In het begin kun je de tegenstanders observeren. Kijk hoe ze spelen, probeer de tekortkomingen te ontdekken. Let op de manier waarop ze plaatsen en schieten. Maar pas op! Onderschat je tegenstanders nooit! Wordt nooit nonchalant. Na de beginfase wordt vaak duidelijk welke tactiek het beste gevolgd kan worden. Bespreek dit weer als team en ga, als de situatie dit toelaat, tot de aanval over. Trek dus het initiatief naar je toe. Bij de punten 8 en 9 is voorzichtigheid geboden. Een kleine inschattingsfout of uitvoering van de worp brengt de tegenstander in de eindfase. Dus niet teveel risico nemen bij deze stand! Probeer daarentegen de zwaktes van de tegenstander uit te buiten. Al is er natuurlijk wel een groot verschil in een tussenstand van 8-1 of 8-2 en een stand van 8-7 of 8-8. De eindfase is de beslissende fase waarin je vaak beter op zeker kunt spelen. Ook als je met 11-3 voor staat is het beter met 1 punt tevreden te zijn, in plaats van veel risico’s te nemen. Je loopt dan immers de kans dat de tegenstanders de werpronde wint, het heft in handen neemt en het initiatief overneemt. Niet zelden wordt een partij verloren door de equipe die als eerste op 11 of 12 punten komt.

 

Afstand waarop gespeeld wordt

De vorm van de dag is hierin meestal bepalend. Schiet de tireur op die afstand gemakkelijk, schiet dan en speel aanvallend. Probeer weer het initiatief naar je toe te trekken. Wort er minder goed geschoten, probeer dan met oed plaatsen het initiatief te pakken.

 

Terrein gesteldheid

Er zijn legio terreinen die bij veel spelers niet geliefd zijn. Meestal zijn dit terreinen met veel obstakels, of terreinen met een verende, leemachtige of volledig harde ondergrond waar het alleen maar mogelijk is een boule te verwijderen door ijzer op ijzer te schieten. De meer geoefende tireurs kunnen zich op deze terreinen uitleven. Er zijn echter ook terreinen die geschikt zijn om voor de boule te schieten of om rollend een boule te verwijderen. Over het algemeen zijn dit vrij vlakke  terreinen met een laagje gravel of grind. Onderzoek altijd voor aanvang van de wedstrijden het terrein en bepaal met je team de voorkeuren als je de toss zou winnen. Gooi met je team zeker een kwartier tot een half uur op alle delen van het wedstrijdterrein en onthoudt waar het goed en minder goed schieten en plaatsen is.

 

Vorm van de dag

Draait je team goed, dan kun je meer risico’s nemen en aanvallender spelen. Door bijvoorbeeld een extra boule te schieten om meer ruimte te creeren voor je pointeur. Loopt het niet lekker die dag, speel dan defensief door meer boules voor de but te plaatsen. Laat de tegenstander maar ingewikkelde toeren uithalen om meer punten te scoren. Lukt hun dat niet dan is het niet ongebruikelijk dat het initiatief weer bij jou en je team terecht komt. De tegenstander gaat minder draaien en bij het eigen team zal het zelfvertrouwen groeien.

 

Sterke en zwakke punten bij de tegenstander

Natuurlijk ben je bekend met de sterke en zwakke punten van jezelf en je teamgenoten. Om dit uit te buiten zul je ook de sterke en zwakke punten van de tegenstanders te weten moeten komen. Kunnen ze goed plaatsen en schieten? Kunnen ze dat allemaal of zijn er specialisten in het team?

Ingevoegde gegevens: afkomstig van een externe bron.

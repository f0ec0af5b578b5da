//! Per-cell material flags.

use std::fmt;

/// Material flags for one grid cell.
///
/// A cell with no flags is *free* and takes part in diffusion. Both
/// `FIXED` and `INSULATOR` cells are *frozen*: their temperature never
/// changes. An insulator additionally blocks heat flow into neighbouring
/// free cells from its side. The two flags may be combined; such a cell is
/// frozen and insulating.
///
/// The raw `u32` layout is part of the wire format: it is what callers
/// supply in `HeatWorldInput::properties` and what occupies the low bits
/// of every [`Descriptor`](crate::Descriptor).
#[derive(Clone, Copy, Debug, Default, PartialEq, Eq, Hash)]
pub struct CellFlags(u32);

impl CellFlags {
    /// A free, conductive cell.
    pub const FREE: Self = Self(0);
    /// A fixed-temperature cell (source or sink).
    pub const FIXED: Self = Self(0x1);
    /// An insulating cell.
    pub const INSULATOR: Self = Self(0x2);

    /// Mask of every bit a property word may carry.
    pub const MASK: u32 = Self::FIXED.0 | Self::INSULATOR.0;

    /// Parse a raw property word, rejecting unknown bits.
    ///
    /// ```
    /// use calor_core::CellFlags;
    ///
    /// assert_eq!(CellFlags::from_bits(2), Some(CellFlags::INSULATOR));
    /// assert!(CellFlags::from_bits(3).unwrap().is_frozen());
    /// assert_eq!(CellFlags::from_bits(4), None);
    /// ```
    pub fn from_bits(bits: u32) -> Option<Self> {
        if bits & !Self::MASK == 0 {
            Some(Self(bits))
        } else {
            None
        }
    }

    /// The raw property word.
    pub fn bits(self) -> u32 {
        self.0
    }

    /// Whether the `FIXED` flag is set.
    pub fn is_fixed(self) -> bool {
        self.0 & Self::FIXED.0 != 0
    }

    /// Whether the `INSULATOR` flag is set.
    pub fn is_insulator(self) -> bool {
        self.0 & Self::INSULATOR.0 != 0
    }

    /// Whether the cell keeps its temperature forever.
    pub fn is_frozen(self) -> bool {
        self.0 & Self::MASK != 0
    }

    /// Whether the cell is free (no flags).
    pub fn is_free(self) -> bool {
        !self.is_frozen()
    }
}

impl std::ops::BitOr for CellFlags {
    type Output = Self;

    fn bitor(self, rhs: Self) -> Self {
        Self(self.0 | rhs.0)
    }
}

/// Single-digit rendering used by the verbose property dump.
impl fmt::Display for CellFlags {
    fn fmt(&self, f: &mut fmt::Formatter<'_>) -> fmt::Result {
        write!(f, "{}", self.0)
    }
}
//! The explicit 5-point diffusion stencil.
//!
//! Each step computes, for every free cell:
//! ```text
//! next = inner * own + quarter * (v_right + v_left + v_below + v_above)
//! ```
//! where `quarter = outer / 4` is the weight of each neighbour,
//! `inner = 1 - quarter` is the weight of the cell itself, and each `v_dir` is
//! the neighbour's previous temperature, or the cell's own previous
//! temperature when the descriptor marks that neighbour as insulating.
//! Reflecting the cell's own value realises a zero-flux wall instead of
//! reading through the insulator. Frozen cells copy their value.
//!
//! The weights of a free cell total `inner + outer = 1 + 3 * outer / 4`,
//! so for `outer > 0` the update amplifies as well as spreads. Only
//! `outer = 0` leaves a field unchanged.
//!
//! All arithmetic is `f32` with no clamping. The summation order is fixed
//! so that every executor of this module produces bit-identical output.

use crate::descriptor::Descriptor;
use crate::grid::{Direction, EdgePolicy};

/// Run-constant diffusion weights derived from the configured rate.
#[derive(Clone, Copy, Debug, PartialEq)]
pub struct Coefficients {
    /// Diffusion rate (`alpha`).
    pub outer: f32,
    /// Per-neighbour weight, `outer / 4`.
    pub quarter: f32,
    /// Self weight, `1 - outer / 4`.
    pub inner: f32,
}

impl Coefficients {
    /// Derive the stencil weights from the diffusion rate.
    ///
    /// ```
    /// use calor_core::Coefficients;
    ///
    /// let c = Coefficients::new(1.0);
    /// assert_eq!(c.quarter, 0.25);
    /// assert_eq!(c.inner, 0.75);
    /// assert_eq!(c.inner + 4.0 * c.quarter, 1.75);
    /// ```
    pub fn new(alpha: f32) -> Self {
        let quarter = alpha / 4.0;
        Self {
            outer: alpha,
            quarter,
            inner: 1.0 - quarter,
        }
    }

    /// Whether all weights are non-negative, i.e. `outer` in `[0, 4]`.
    /// Outside that range a non-negative field can turn negative.
    pub fn is_stable(&self) -> bool {
        self.outer >= 0.0 && self.outer <= 4.0
    }
}

/// Update a single cell.
///
/// `neighbours` are the previous-step temperatures in
/// [`Direction::ALL`] order (right, left, below, above).
#[inline]
pub fn update_cell(own: f32, desc: Descriptor, neighbours: [f32; 4], c: Coefficients) -> f32 {
    if desc.is_frozen() {
        return own;
    }
    let [right, left, below, above] = neighbours;
    let pick = |dir: Direction, v: f32| if desc.is_insulated(dir) { own } else { v };
    let v_right = pick(Direction::Right, right);
    let v_left = pick(Direction::Left, left);
    let v_below = pick(Direction::Below, below);
    let v_above = pick(Direction::Above, above);
    c.inner * own + c.quarter * (v_right + v_left + v_below + v_above)
}

/// Compute row `y` of the next state into `out` (length `n`).
///
/// `prev` and `descriptors` hold the full previous grid (`n * n` each).
/// Neighbours beyond the grid edge resolve to the cell itself unless
/// `edge` wraps; no index outside `0..n*n` is ever formed.
pub fn step_row(
    prev: &[f32],
    descriptors: &[u32],
    n: usize,
    y: usize,
    edge: EdgePolicy,
    c: Coefficients,
    out: &mut [f32],
) {
    debug_assert_eq!(prev.len(), n * n);
    debug_assert_eq!(descriptors.len(), n * n);
    debug_assert_eq!(out.len(), n);
    let wrap = edge == EdgePolicy::Wrap;
    let row = y * n;
    for (x, slot) in out.iter_mut().enumerate() {
        let i = row + x;
        let right = if x + 1 < n {
            i + 1
        } else if wrap {
            row
        } else {
            i
        };
        let left = if x > 0 {
            i - 1
        } else if wrap {
            row + n - 1
        } else {
            i
        };
        let below = if y + 1 < n {
            i + n
        } else if wrap {
            x
        } else {
            i
        };
        let above = if y > 0 {
            i - n
        } else if wrap {
            (n - 1) * n + x
        } else {
            i
        };
        *slot = update_cell(
            prev[i],
            Descriptor::from_bits(descriptors[i]),
            [prev[right], prev[left], prev[below], prev[above]],
            c,
        );
    }
}

/// Compute a whole step: `next[i] = update(prev, i)` for every cell.
pub fn step(
    prev: &[f32],
    descriptors: &[u32],
    n: usize,
    edge: EdgePolicy,
    c: Coefficients,
    next: &mut [f32],
) {
    if n == 0 {
        return;
    }
    for (y, out) in next.chunks_mut(n).enumerate() {
        step_row(prev, descriptors, n, y, edge, c, out);
    }
}

#[cfg(test)]
mod tests {
    use super::*;
    use crate::cell::CellFlags;
    use crate::descriptor::{encode, to_words};
    use proptest::prelude::*;

    fn free() -> Descriptor {
        Descriptor::default()
    }

    #[test]
    fn frozen_cells_return_own_value_exactly() {
        let c = Coefficients::new(1.0);
        let own = 0.123_456_79_f32;
        for flags in [
            CellFlags::FIXED,
            CellFlags::INSULATOR,
            CellFlags::FIXED | CellFlags::INSULATOR,
        ] {
            let out = update_cell(own, Descriptor::from_flags(flags), [9.0; 4], c);
            assert_eq!(out.to_bits(), own.to_bits());
        }
    }

    #[test]
    fn stray_direction_bits_on_frozen_cell_are_ignored() {
        let c = Coefficients::new(1.0);
        let desc = Descriptor::from_flags(CellFlags::FIXED).with_insulated(Direction::Left);
        assert_eq!(update_cell(5.0, desc, [1.0; 4], c), 5.0);
    }

    #[test]
    fn unobstructed_cell_weights_each_neighbour_by_quarter() {
        let c = Coefficients::new(1.0);
        let out = update_cell(4.0, free(), [8.0, 0.0, 0.0, 0.0], c);
        assert_eq!(out, 0.75 * 4.0 + 0.25 * 8.0);
    }

    #[test]
    fn insulated_neighbour_reflects_own_value() {
        // inner 0.9 * 2 + quarter 0.1 * (2 + 10 + 10 + 10)
        let c = Coefficients::new(0.4);
        let a = 10.0f32;
        let b = 2.0f32;
        let desc = free().with_insulated(Direction::Right);
        let out = update_cell(b, desc, [1000.0, a, a, a], c);
        assert_eq!(out, c.inner * b + c.quarter * (b + a + a + a));
        assert!((out - 5.0).abs() < 1e-5, "{out}");
    }

    #[test]
    fn fully_insulated_free_cell_sees_only_itself() {
        let c = Coefficients::new(1.0);
        let desc = Direction::ALL
            .iter()
            .fold(free(), |d, &dir| d.with_insulated(dir));
        assert_eq!(update_cell(4.0, desc, [100.0; 4], c), 0.75 * 4.0 + 0.25 * 16.0);
    }

    #[test]
    fn zero_rate_leaves_free_cells_unchanged() {
        let c = Coefficients::new(0.0);
        assert_eq!(update_cell(3.5, free(), [100.0, -7.0, 1.0, 0.0], c), 3.5);
    }

    fn hot_centre_3x3(steps: usize) -> Vec<f32> {
        let n = 3;
        let mut props = vec![CellFlags::FREE; 9];
        props[4] = CellFlags::FIXED;
        let mut prev = vec![0.0f32; 9];
        prev[4] = 100.0;
        let desc = to_words(&encode(&props, n, EdgePolicy::Clamp).unwrap());
        let mut next = vec![0.0f32; 9];
        for _ in 0..steps {
            step(&prev, &desc, n, EdgePolicy::Clamp, Coefficients::new(1.0), &mut next);
            std::mem::swap(&mut prev, &mut next);
        }
        prev
    }

    #[test]
    fn three_by_three_fixed_centre_after_one_step() {
        let next = hot_centre_3x3(1);
        assert_eq!(next[4], 100.0);
        // One hot neighbour weighted by outer / 4.
        for i in [1, 3, 5, 7] {
            assert_eq!(next[i], 25.0, "edge midpoint {i}");
        }
        for i in [0, 2, 6, 8] {
            assert_eq!(next[i], 0.0, "corner {i}");
        }
    }

    #[test]
    fn three_by_three_fixed_centre_after_three_steps() {
        let next = hot_centre_3x3(3);
        assert_eq!(next[4], 100.0);
        for i in [1, 3, 5, 7] {
            assert_eq!(next[i], 81.25, "edge midpoint {i}");
        }
        for i in [0, 2, 6, 8] {
            assert_eq!(next[i], 40.625, "corner {i}");
        }
        assert!(next.iter().all(|&t| (0.0..=100.0).contains(&t)));
    }

    #[test]
    fn clamped_edge_reads_own_value() {
        // 1x1 free cell: every neighbour resolves to itself.
        let c = Coefficients::new(0.3);
        let mut next = [0.0f32];
        step(&[7.0], &[0], 1, EdgePolicy::Clamp, c, &mut next);
        assert_eq!(next[0], c.inner * 7.0 + c.quarter * (7.0 + 7.0 + 7.0 + 7.0));
    }

    #[test]
    fn wrap_reads_opposite_side() {
        // 3x1 ring along x is not expressible; use 3x3 with a hot left column.
        let n = 3;
        let mut prev = vec![0.0f32; 9];
        for y in 0..n {
            prev[y * n] = 8.0;
        }
        let desc = vec![0u32; 9];
        let c = Coefficients::new(1.0);
        let mut next = vec![0.0f32; 9];
        step(&prev, &desc, n, EdgePolicy::Wrap, c, &mut next);
        // (2,1) has its right neighbour wrapped to (0,1) = 8.
        assert_eq!(next[5], 0.25 * 8.0);
        let mut clamped = vec![0.0f32; 9];
        step(&prev, &desc, n, EdgePolicy::Clamp, c, &mut clamped);
        assert_eq!(clamped[5], 0.0);
    }

    #[test]
    fn empty_grid_step_is_noop() {
        let mut next: [f32; 0] = [];
        step(&[], &[], 0, EdgePolicy::Clamp, Coefficients::new(1.0), &mut next);
    }

    proptest! {
        #[test]
        fn uniform_field_scales_by_total_weight(
            v in -1000.0f32..1000.0,
            alpha in 0.0f32..=4.0,
        ) {
            let c = Coefficients::new(alpha);
            let out = update_cell(v, free(), [v; 4], c);
            let expected = v * (1.0 + 0.75 * alpha);
            prop_assert!(
                (out - expected).abs() <= expected.abs() * 8.0 * f32::EPSILON + f32::EPSILON,
                "{out} vs {expected}"
            );
        }

        #[test]
        fn zero_rate_is_exact_identity(
            own in -1000.0f32..1000.0,
            nbs in prop::array::uniform4(-1000.0f32..1000.0),
        ) {
            let out = update_cell(own, free(), nbs, Coefficients::new(0.0));
            prop_assert_eq!(out.to_bits(), own.to_bits());
        }

        #[test]
        fn output_is_bounded_by_weighted_extremes(
            own in 0.0f32..1.0,
            nbs in prop::array::uniform4(0.0f32..1.0),
            alpha in 0.0f32..=4.0,
        ) {
            // Non-negative weights keep a non-negative field non-negative and
            // scale its maximum by at most `inner + outer`.
            let c = Coefficients::new(alpha);
            let out = update_cell(own, free(), nbs, c);
            let lo = nbs.iter().copied().fold(own, f32::min);
            let hi = nbs.iter().copied().fold(own, f32::max);
            let total = c.inner + 4.0 * c.quarter;
            prop_assert!(out >= lo * total - 1e-5, "{out} below {lo} * {total}");
            prop_assert!(out <= hi * total + 1e-5, "{out} above {hi} * {total}");
        }
    }
}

Een bekend truukje om te zien hoe de tegenstander omgaat met pointeren, is ze uit te dagen met een Batard (bastaardpunt) te plaatsen. Dit is een geplaatste boule, zo’n 30 a 50 centimeter links of rechts naast het but. De tegenstander twijfelt of hij zal schieten en besluit maar te plaatsen. Dit ogenschijnlijk zwakke punt kan tot gevolg hebben dat je in voordeel situatie komt. Het is verder belangrijk goed op te letten wie de laatste boule werpt, de schutter of de plaatser. Stem de tactiek hierop af.